* Exercise
Go through the following data and transcribe exactly the stretch of lines from the one holding "an action name." to the one holding "pub fn from_action(action: &str)", both included.

= Beginning of Section =

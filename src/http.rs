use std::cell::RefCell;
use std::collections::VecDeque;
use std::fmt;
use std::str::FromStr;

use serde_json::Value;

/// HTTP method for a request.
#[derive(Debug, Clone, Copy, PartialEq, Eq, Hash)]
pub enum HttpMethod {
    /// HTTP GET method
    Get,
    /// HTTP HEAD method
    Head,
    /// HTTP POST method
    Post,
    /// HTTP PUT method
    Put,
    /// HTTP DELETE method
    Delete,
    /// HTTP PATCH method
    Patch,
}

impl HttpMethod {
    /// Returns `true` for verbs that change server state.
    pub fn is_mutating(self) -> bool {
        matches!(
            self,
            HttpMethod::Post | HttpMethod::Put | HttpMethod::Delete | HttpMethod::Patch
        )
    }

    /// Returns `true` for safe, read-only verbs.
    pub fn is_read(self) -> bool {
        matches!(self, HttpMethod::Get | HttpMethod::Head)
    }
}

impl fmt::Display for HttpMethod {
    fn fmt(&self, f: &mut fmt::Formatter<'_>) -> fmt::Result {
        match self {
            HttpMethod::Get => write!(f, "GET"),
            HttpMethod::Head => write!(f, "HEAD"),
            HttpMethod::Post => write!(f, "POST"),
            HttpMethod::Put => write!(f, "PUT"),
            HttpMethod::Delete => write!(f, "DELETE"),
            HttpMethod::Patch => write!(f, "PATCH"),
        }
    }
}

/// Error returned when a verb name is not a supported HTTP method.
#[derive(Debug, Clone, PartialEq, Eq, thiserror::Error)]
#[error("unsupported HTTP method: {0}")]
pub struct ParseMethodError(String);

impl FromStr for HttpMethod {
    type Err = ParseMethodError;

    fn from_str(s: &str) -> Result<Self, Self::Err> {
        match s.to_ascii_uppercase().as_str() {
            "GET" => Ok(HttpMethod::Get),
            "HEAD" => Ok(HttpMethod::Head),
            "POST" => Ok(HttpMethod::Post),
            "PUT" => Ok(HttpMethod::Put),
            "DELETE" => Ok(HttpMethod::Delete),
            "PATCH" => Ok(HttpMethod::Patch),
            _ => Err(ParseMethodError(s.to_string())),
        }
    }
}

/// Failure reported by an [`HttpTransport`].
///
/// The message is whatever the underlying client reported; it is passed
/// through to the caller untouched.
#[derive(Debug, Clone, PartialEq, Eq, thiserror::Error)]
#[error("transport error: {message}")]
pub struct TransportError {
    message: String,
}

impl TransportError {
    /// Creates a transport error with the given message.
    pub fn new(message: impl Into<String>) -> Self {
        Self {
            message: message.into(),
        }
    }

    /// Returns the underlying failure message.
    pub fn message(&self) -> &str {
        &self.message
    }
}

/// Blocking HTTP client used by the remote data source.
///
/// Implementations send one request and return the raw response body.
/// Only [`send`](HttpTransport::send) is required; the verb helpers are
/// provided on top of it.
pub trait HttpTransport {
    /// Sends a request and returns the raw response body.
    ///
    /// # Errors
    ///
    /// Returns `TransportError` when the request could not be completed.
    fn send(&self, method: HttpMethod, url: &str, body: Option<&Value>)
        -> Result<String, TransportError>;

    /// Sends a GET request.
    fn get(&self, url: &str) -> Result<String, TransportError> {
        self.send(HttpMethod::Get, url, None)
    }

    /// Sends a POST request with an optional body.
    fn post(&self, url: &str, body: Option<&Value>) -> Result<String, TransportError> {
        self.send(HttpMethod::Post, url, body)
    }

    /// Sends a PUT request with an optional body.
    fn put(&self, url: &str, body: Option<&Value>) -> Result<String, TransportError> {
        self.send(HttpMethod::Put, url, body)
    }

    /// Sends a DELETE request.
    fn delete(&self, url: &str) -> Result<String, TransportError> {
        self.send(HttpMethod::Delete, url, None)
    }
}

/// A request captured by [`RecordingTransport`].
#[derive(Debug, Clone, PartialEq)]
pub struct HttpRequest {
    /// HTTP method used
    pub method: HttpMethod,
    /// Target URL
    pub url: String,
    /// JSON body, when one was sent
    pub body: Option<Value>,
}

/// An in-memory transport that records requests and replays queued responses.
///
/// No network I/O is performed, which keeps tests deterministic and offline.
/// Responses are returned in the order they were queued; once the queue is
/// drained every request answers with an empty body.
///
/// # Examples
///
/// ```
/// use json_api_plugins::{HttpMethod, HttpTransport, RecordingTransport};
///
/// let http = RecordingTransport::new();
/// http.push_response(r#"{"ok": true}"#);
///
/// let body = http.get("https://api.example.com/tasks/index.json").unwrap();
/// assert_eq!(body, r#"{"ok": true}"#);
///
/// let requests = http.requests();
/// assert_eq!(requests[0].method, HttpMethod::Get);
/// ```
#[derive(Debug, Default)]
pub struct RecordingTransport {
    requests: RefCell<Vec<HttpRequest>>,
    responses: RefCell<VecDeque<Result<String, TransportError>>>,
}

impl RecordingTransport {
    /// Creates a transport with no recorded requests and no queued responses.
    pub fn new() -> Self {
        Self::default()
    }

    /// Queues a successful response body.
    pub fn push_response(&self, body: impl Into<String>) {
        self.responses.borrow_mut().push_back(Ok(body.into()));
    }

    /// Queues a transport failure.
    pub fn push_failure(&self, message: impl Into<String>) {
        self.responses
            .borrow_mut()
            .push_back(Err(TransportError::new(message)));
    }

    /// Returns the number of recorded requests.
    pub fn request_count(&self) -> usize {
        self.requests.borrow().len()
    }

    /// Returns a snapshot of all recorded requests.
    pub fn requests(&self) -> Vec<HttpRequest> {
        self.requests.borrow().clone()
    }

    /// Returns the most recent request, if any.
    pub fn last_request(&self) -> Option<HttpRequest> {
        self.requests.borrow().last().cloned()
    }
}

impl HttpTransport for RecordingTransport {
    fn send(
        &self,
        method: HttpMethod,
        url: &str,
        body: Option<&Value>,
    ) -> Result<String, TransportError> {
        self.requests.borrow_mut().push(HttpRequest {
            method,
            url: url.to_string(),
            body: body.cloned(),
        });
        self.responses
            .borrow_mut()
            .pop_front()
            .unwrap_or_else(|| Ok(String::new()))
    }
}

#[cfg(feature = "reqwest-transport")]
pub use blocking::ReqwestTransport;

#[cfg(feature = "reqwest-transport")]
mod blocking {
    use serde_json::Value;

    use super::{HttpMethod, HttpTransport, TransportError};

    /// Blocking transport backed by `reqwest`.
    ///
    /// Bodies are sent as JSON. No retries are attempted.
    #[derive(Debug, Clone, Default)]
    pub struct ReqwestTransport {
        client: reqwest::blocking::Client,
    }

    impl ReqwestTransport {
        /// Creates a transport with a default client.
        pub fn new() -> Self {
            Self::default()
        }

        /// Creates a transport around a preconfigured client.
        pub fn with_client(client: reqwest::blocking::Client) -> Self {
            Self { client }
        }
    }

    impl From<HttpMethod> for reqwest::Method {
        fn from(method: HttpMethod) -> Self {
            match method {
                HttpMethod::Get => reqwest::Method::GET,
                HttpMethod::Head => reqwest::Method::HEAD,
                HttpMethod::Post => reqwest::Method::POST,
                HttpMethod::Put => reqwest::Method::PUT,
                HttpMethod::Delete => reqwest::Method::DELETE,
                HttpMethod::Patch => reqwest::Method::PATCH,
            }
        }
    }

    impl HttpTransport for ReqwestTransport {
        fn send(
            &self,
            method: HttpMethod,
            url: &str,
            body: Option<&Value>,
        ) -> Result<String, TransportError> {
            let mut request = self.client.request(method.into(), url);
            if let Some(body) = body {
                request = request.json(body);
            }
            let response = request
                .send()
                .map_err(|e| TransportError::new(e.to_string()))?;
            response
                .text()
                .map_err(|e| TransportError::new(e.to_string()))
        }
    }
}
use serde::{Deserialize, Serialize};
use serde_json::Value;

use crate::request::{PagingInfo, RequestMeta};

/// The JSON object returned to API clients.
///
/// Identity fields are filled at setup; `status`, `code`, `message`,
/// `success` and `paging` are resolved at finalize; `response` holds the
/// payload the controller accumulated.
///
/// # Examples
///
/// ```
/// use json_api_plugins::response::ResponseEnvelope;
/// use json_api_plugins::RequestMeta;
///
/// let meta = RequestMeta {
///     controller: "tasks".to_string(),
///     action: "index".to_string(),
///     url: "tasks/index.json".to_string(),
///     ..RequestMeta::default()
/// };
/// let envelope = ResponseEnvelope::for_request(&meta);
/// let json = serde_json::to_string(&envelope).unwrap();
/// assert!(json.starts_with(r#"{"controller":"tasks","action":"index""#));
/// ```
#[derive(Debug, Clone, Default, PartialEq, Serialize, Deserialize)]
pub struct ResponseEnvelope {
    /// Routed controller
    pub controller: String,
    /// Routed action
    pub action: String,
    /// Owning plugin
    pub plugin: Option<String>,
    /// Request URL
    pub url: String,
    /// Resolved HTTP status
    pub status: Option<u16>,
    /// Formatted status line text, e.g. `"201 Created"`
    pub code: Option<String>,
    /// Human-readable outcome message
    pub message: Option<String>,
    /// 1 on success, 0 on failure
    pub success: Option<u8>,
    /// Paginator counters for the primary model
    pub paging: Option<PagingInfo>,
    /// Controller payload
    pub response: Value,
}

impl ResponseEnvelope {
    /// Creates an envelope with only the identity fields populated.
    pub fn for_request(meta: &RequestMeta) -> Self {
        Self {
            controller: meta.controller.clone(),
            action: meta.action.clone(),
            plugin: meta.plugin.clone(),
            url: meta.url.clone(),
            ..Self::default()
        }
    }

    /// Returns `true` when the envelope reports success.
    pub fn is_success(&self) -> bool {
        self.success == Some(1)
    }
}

= End of Section =
= Beginning of Section =

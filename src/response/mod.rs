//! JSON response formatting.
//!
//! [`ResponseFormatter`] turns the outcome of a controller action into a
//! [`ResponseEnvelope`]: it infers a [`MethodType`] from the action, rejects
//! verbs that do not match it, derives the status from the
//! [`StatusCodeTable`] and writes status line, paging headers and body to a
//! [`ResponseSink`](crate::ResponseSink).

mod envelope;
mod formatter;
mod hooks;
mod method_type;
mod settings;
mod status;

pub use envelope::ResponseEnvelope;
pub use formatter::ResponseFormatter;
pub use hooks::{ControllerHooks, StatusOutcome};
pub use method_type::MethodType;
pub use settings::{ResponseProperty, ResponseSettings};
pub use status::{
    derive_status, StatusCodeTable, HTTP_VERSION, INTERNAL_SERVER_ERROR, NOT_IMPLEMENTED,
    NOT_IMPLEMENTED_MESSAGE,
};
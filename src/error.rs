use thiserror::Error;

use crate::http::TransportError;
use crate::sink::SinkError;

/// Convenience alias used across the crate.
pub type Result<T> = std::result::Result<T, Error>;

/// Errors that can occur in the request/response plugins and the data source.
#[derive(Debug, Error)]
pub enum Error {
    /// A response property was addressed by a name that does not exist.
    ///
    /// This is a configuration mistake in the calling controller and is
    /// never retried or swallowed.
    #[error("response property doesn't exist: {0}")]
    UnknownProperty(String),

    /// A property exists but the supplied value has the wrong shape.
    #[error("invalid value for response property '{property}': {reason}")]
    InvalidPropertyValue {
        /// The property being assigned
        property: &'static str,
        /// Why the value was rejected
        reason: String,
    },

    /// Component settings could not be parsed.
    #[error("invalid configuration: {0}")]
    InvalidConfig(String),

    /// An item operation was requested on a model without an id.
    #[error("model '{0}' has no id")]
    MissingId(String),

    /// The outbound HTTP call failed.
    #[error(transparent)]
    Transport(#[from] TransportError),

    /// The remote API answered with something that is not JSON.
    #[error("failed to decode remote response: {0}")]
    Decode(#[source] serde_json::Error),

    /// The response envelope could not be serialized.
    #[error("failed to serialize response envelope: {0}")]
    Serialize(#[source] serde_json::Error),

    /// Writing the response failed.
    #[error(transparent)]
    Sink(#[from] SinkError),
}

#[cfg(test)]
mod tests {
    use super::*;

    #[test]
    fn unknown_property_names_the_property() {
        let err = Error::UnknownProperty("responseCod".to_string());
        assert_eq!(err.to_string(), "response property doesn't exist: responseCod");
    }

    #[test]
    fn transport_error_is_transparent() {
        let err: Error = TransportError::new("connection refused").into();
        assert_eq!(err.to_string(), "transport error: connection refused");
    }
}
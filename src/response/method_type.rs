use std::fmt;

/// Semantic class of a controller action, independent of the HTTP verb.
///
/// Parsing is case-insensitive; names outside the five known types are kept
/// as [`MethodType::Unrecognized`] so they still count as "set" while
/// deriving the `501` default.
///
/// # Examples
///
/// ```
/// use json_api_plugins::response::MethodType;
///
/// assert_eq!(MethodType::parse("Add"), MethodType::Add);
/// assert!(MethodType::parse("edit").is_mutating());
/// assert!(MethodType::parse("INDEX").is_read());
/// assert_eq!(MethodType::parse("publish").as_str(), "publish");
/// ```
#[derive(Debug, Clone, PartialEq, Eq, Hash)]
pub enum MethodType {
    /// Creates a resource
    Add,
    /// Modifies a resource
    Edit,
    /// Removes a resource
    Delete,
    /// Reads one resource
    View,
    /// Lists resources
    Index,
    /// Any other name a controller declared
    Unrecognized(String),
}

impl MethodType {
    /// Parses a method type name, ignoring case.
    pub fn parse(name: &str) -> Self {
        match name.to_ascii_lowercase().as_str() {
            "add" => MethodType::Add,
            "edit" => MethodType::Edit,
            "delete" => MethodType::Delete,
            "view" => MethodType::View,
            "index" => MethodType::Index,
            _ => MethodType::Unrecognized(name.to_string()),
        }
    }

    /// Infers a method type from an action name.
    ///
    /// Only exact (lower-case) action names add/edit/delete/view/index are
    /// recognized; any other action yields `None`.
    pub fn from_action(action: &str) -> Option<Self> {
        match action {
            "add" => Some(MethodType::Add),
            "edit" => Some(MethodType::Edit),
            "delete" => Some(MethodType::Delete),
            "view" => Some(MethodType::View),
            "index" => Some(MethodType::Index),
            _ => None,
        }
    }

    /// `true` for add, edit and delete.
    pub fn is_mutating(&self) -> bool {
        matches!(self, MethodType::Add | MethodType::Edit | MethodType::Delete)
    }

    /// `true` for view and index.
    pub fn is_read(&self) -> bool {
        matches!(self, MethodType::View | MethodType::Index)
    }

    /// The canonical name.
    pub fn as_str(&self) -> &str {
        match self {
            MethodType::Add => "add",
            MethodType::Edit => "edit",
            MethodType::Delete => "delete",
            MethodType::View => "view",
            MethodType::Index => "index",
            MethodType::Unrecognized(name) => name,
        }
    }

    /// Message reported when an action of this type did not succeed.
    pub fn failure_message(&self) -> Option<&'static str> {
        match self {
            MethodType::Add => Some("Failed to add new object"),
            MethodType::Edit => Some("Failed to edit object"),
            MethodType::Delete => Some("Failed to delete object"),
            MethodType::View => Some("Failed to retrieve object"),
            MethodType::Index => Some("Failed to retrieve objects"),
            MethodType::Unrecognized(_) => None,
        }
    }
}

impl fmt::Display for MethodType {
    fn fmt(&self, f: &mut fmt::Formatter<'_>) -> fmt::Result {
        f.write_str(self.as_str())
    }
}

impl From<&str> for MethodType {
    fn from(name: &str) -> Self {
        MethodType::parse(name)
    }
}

= End of Section =

* Response area
    /// Infers a method type from an action name.
    ///
    /// Only exact (lower-case) action names add/edit/delete/view/index are
    /// recognized; any other action yields `None`.
    pub fn from_action(action: &str) -> Option<Self> {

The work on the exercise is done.